We need to support people and wildlife on Endangered Species Day. Everywhere people are suffering physically, financially and mentally from the pandemic and obviously this includes many Africans who work in tourism, wildlife research or conservation.

Endangered Species Day 2020

Endangered Species Day 2020

Much vital conservation work involves people rather than wildlife. Reducing human-wildlife conflict, conducting anti-poaching patrols, or helping rural people find sustainable income-generating opportunities are all conservation activities that help people but also ensure the continued existence of endangered species. Endangered Species Day is May 15, and I hope you will consider helping me support people and wildlife through art.
From May 15 – 22:

~ Every order of my art will include a special free gift, as a thank you from me.

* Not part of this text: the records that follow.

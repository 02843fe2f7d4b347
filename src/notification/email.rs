//! Email notification channel.
//!
//! Currently a stub that prints the would-be delivery to stdout. A real
//! SMTP backend must bound its own delivery time; the pipeline imposes no
//! timeout on `deliver`.

use crate::core::Notifier;
use async_trait::async_trait;

pub struct EmailNotifier {
    address: String,
}

impl EmailNotifier {
    pub fn new(address: String) -> Self {
        Self { address }
    }
}

#[async_trait]
impl Notifier for EmailNotifier {
    fn name(&self) -> &str {
        "email"
    }

    async fn deliver(&self, message: &str) -> anyhow::Result<usize> {
        println!("Sending email to {}", self.address);
        println!("{message}");
        Ok(message.len())
    }
}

~ Shipping will be free within the US, and half-price to all other destinations.

~ I’ll donate the following amounts to African conservation organizations: 50% from orders of Daily Sketches; 40% from original acrylics on canvas, 25% from limited edition prints; and 30% from original watercolor field sketches.

~ My donations will go to African People & Wildlife (Tanzania), Painted Dog Research Trust (Zimbabwe) and Cheetah Conservation Botswana.

Crash - Rhinos on Endangered Species Day

Crash – Rhinos on Endangered Species Day (photo features my painting, Thandi the rhino and Dr Will Fowlds of WFA).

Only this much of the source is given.